#### Dataset entries:
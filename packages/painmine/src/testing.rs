//! Testing utilities including mock implementations.
//!
//! Useful for exercising the pipeline without real LLM or network
//! calls. The mock AI returns scripted JSON keyed by prompt substrings
//! and deterministic sha-derived embeddings, so clustering behavior is
//! reproducible across runs.

use async_trait::async_trait;
use chrono::{DateTime, TimeZone, Utc};
use std::collections::{HashMap, HashSet};
use std::sync::{Arc, RwLock};

use crate::error::{Result, SourceResult};
use crate::traits::ai::{Ai, ModelRole};
use crate::traits::source::{CommunitySource, FetchOutcome};
use crate::types::{
    AlignedProblem, AlignmentEvidence, AlignmentStatus, Cluster, Comment, FetchedPost,
    FilterReason, FilteredPost, Opportunity, PainEvent, Post, SourceConfig,
};

/// Record of a call made to the mock AI.
#[derive(Debug, Clone)]
pub struct MockAiCall {
    pub role: ModelRole,
    pub user_prompt: String,
}

/// A scripted AI implementation for tests.
///
/// Chat responses are selected by the first registered prompt
/// substring that matches; otherwise the default response, otherwise
/// `{}`. Embeddings are deterministic functions of the input text
/// unless overridden.
#[derive(Default)]
pub struct MockAi {
    responses: Arc<RwLock<Vec<(String, String)>>>,
    default_response: Arc<RwLock<Option<String>>>,
    embeddings: Arc<RwLock<HashMap<String, Vec<f32>>>>,
    embedding_dim: usize,
    calls: Arc<RwLock<Vec<MockAiCall>>>,
}

impl MockAi {
    pub fn new() -> Self {
        Self {
            embedding_dim: 8,
            ..Default::default()
        }
    }

    /// Respond with `json` whenever the user prompt contains `needle`.
    pub fn with_response(self, needle: impl Into<String>, json: impl Into<String>) -> Self {
        self.responses
            .write()
            .unwrap()
            .push((needle.into(), json.into()));
        self
    }

    /// Response used when no substring matches.
    pub fn with_default_response(self, json: impl Into<String>) -> Self {
        *self.default_response.write().unwrap() = Some(json.into());
        self
    }

    /// Override the embedding for an exact input text.
    pub fn with_embedding(self, text: impl Into<String>, vector: Vec<f32>) -> Self {
        self.embeddings.write().unwrap().insert(text.into(), vector);
        self
    }

    pub fn with_embedding_dim(mut self, dim: usize) -> Self {
        self.embedding_dim = dim;
        self
    }

    /// All calls made to this mock.
    pub fn calls(&self) -> Vec<MockAiCall> {
        self.calls.read().unwrap().clone()
    }

    fn deterministic_embedding(&self, text: &str) -> Vec<f32> {
        use sha2::{Digest, Sha256};
        let mut hasher = Sha256::new();
        hasher.update(text.as_bytes());
        let hash = hasher.finalize();
        (0..self.embedding_dim)
            .map(|i| {
                let byte = hash[i % 32] as f32;
                (byte / 127.5) - 1.0
            })
            .collect()
    }
}

#[async_trait]
impl Ai for MockAi {
    async fn chat_json(&self, role: ModelRole, _system: &str, user: &str) -> Result<String> {
        self.calls.write().unwrap().push(MockAiCall {
            role,
            user_prompt: user.to_string(),
        });

        let responses = self.responses.read().unwrap();
        for (needle, response) in responses.iter() {
            if user.contains(needle.as_str()) {
                return Ok(response.clone());
            }
        }
        Ok(self
            .default_response
            .read()
            .unwrap()
            .clone()
            .unwrap_or_else(|| "{}".to_string()))
    }

    async fn embed(&self, text: &str) -> Result<Vec<f32>> {
        if let Some(vector) = self.embeddings.read().unwrap().get(text) {
            return Ok(vector.clone());
        }
        Ok(self.deterministic_embedding(text))
    }

    fn embedding_model(&self) -> &str {
        "mock-embedding"
    }
}

/// A source that serves a fixed set of posts.
#[derive(Default)]
pub struct MockSource {
    name: String,
    posts: Vec<FetchedPost>,
}

impl MockSource {
    pub fn new(name: impl Into<String>, posts: Vec<FetchedPost>) -> Self {
        Self {
            name: name.into(),
            posts,
        }
    }
}

#[async_trait]
impl CommunitySource for MockSource {
    fn name(&self) -> &str {
        &self.name
    }

    async fn fetch(
        &self,
        _config: &SourceConfig,
        seen: &HashSet<String>,
    ) -> SourceResult<FetchOutcome> {
        let mut outcome = FetchOutcome::default();
        for fetched in &self.posts {
            if seen.contains(&fetched.post.id) {
                outcome.skipped += 1;
            } else {
                outcome.posts.push(fetched.clone());
            }
        }
        Ok(outcome)
    }
}

// Builders for domain values used across stage tests.

/// Builder for test posts.
pub struct PostBuilder {
    post: Post,
}

impl PostBuilder {
    pub fn title(mut self, title: impl Into<String>) -> Self {
        self.post.title = title.into();
        self
    }

    pub fn body(mut self, body: impl Into<String>) -> Self {
        self.post.body = body.into();
        self
    }

    pub fn score(mut self, score: i64) -> Self {
        self.post.score = score;
        self
    }

    pub fn num_comments(mut self, n: i64) -> Self {
        self.post.num_comments = n;
        self
    }

    pub fn author(mut self, author: impl Into<String>) -> Self {
        self.post.author = author.into();
        self
    }

    pub fn subreddit(mut self, subreddit: impl Into<String>) -> Self {
        self.post.platform_data["subreddit"] = serde_json::Value::String(subreddit.into());
        self
    }

    pub fn upvote_ratio(mut self, ratio: f32) -> Self {
        self.post.platform_data["upvote_ratio"] = serde_json::json!(ratio);
        self
    }

    pub fn created_at(mut self, at: DateTime<Utc>) -> Self {
        self.post.created_at = at;
        self
    }

    pub fn build(self) -> Post {
        self.post
    }
}

/// Start building a post with sensible defaults.
pub fn post_builder(source: &str, source_id: &str) -> PostBuilder {
    let offset = source_id.bytes().map(|b| b as i64).sum::<i64>();
    PostBuilder {
        post: Post {
            id: Post::make_id(source, source_id),
            source: source.to_string(),
            source_id: source_id.to_string(),
            title: format!("Post {}", source_id),
            body: "I waste hours every week on this manual process and it is frustrating."
                .to_string(),
            url: format!("https://example.com/{}", source_id),
            platform_data: serde_json::json!({
                "subreddit": "excel",
                "upvote_ratio": 0.9,
            }),
            score: 50,
            num_comments: 10,
            created_at: Utc.with_ymd_and_hms(2025, 1, 1, 0, 0, 0).unwrap()
                + chrono::Duration::seconds(offset),
            author: format!("author_{}", source_id),
            category: "productivity".to_string(),
            raw: serde_json::json!({"id": source_id}),
        },
    }
}

/// A fetched post with `comment_count` attached comments.
pub fn fetched_post(source: &str, source_id: &str, comment_count: usize) -> FetchedPost {
    let post = post_builder(source, source_id).build();
    let comments = (0..comment_count)
        .map(|i| Comment {
            id: None,
            post_id: post.id.clone(),
            source: source.to_string(),
            source_comment_id: format!("{}_{}", source_id, i),
            author: format!("commenter_{}", i),
            body: format!("Same here, this breaks for me too ({})", i),
            score: 10 - i as i64,
            created_at: post.created_at,
        })
        .collect();
    FetchedPost { post, comments }
}

/// A passed filter row for a post.
pub fn filtered_post(post_id: &str, pain_score: f32) -> FilteredPost {
    FilteredPost {
        post_id: post_id.to_string(),
        pain_score,
        matched_keywords: vec!["frustrating".into(), "manual process".into()],
        matched_patterns: vec!["every week".into()],
        emotional_intensity: 0.4,
        filter_reason: FilterReason {
            passed: true,
            failed_gate: None,
            keyword_score: 0.5,
            pattern_score: 0.5,
            emotional_intensity: 0.4,
            quality_base: 0.6,
            post_type: "general".into(),
        },
    }
}

/// A valid pain event for a post.
pub fn pain_event(post_id: &str, problem: &str) -> PainEvent {
    PainEvent {
        id: None,
        post_id: post_id.to_string(),
        actor: "spreadsheet user".into(),
        context: "monthly reporting".into(),
        problem: problem.to_string(),
        current_workaround: Some("exporting in small batches".into()),
        frequency: Some("weekly".into()),
        emotional_signal: Some("frustrated".into()),
        mentioned_tools: vec!["excel".into()],
        confidence: 0.8,
        evidence_sources: vec![crate::types::EvidenceSource::Post],
        pain_types: vec![crate::types::PainType::Workflow],
        primary_pain_type: Some(crate::types::PainType::Workflow),
        frequency_score: 8,
        post_title: "Excel pain".into(),
        post_category: "productivity".into(),
        post_pain_score: 0.6,
    }
}

/// A persisted-shape cluster over the given event ids.
pub fn cluster(id: &str, source: &str, event_ids: &[i64]) -> Cluster {
    Cluster {
        id: id.to_string(),
        name: format!("{} workflow", id),
        source_type: source.to_string(),
        centroid_summary: "exports keep breaking during reporting".into(),
        common_pain: "unreliable exports".into(),
        common_context: "recurring reporting work".into(),
        example_events: vec!["exports crash on big files".into()],
        coherence_score: 0.8,
        pain_event_ids: event_ids.iter().copied().collect(),
        size: event_ids.len(),
        workflow_confidence: 0.8,
        alignment_status: AlignmentStatus::Unprocessed,
        aligned_problem_id: None,
        created_at: Utc.with_ymd_and_hms(2025, 1, 2, 0, 0, 0).unwrap(),
    }
}

/// An aligned problem spanning the given sources.
pub fn aligned_problem(id: &str, sources: &[&str]) -> AlignedProblem {
    AlignedProblem {
        id: id.to_string(),
        sources: sources.iter().map(|s| s.to_string()).collect(),
        core_problem: "deployment pipelines are error-prone".into(),
        why_they_look_different: "different vocabulary per community".into(),
        evidence: sources
            .iter()
            .map(|s| AlignmentEvidence {
                source: s.to_string(),
                quote: format!("quote from {}", s),
            })
            .collect(),
        cluster_ids: sources.iter().map(|s| format!("{}_00", s)).collect(),
        created_at: Utc.with_ymd_and_hms(2025, 1, 3, 0, 0, 0).unwrap(),
    }
}

/// A mapped (not yet rescored) opportunity for a cluster.
pub fn opportunity(cluster_id: &str, name: &str) -> Opportunity {
    Opportunity {
        id: None,
        cluster_id: cluster_id.to_string(),
        source_type: "reddit".into(),
        name: name.to_string(),
        description: "A small tool that fixes broken exports".into(),
        target_users: "analysts living in spreadsheets".into(),
        current_tools: vec!["excel".into()],
        missing_capability: "resumable exports".into(),
        why_existing_fail: "built for small sheets".into(),
        pain_frequency: 8.0,
        market_size: 7.0,
        mvp_complexity: 4.0,
        competition_risk: 5.0,
        integration_complexity: 5.0,
        total_score: 0.6,
        killer_risks: vec![],
        recommendation: String::new(),
    }
}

#### WHAT TO PRODUCE:
Beginning at the top of the data, please return every line until and including the line containing "first registered prompt", copied exactly, and nothing past it.

#### ANSWER TO THIS TASK:
filename packages/painmine/src/testing.rs
//! Testing utilities including mock implementations.
//!
//! Useful for exercising the pipeline without real LLM or network
//! calls. The mock AI returns scripted JSON keyed by prompt substrings
//! and deterministic sha-derived embeddings, so clustering behavior is
//! reproducible across runs.

use async_trait::async_trait;
use chrono::{DateTime, TimeZone, Utc};
use std::collections::{HashMap, HashSet};
use std::sync::{Arc, RwLock};

use crate::error::{Result, SourceResult};
use crate::traits::ai::{Ai, ModelRole};
use crate::traits::source::{CommunitySource, FetchOutcome};
use crate::types::{
    AlignedProblem, AlignmentEvidence, AlignmentStatus, Cluster, Comment, FetchedPost,
    FilterReason, FilteredPost, Opportunity, PainEvent, Post, SourceConfig,
};

/// Record of a call made to the mock AI.
#[derive(Debug, Clone)]
pub struct MockAiCall {
    pub role: ModelRole,
    pub user_prompt: String,
}

/// A scripted AI implementation for tests.
///
/// Chat responses are selected by the first registered prompt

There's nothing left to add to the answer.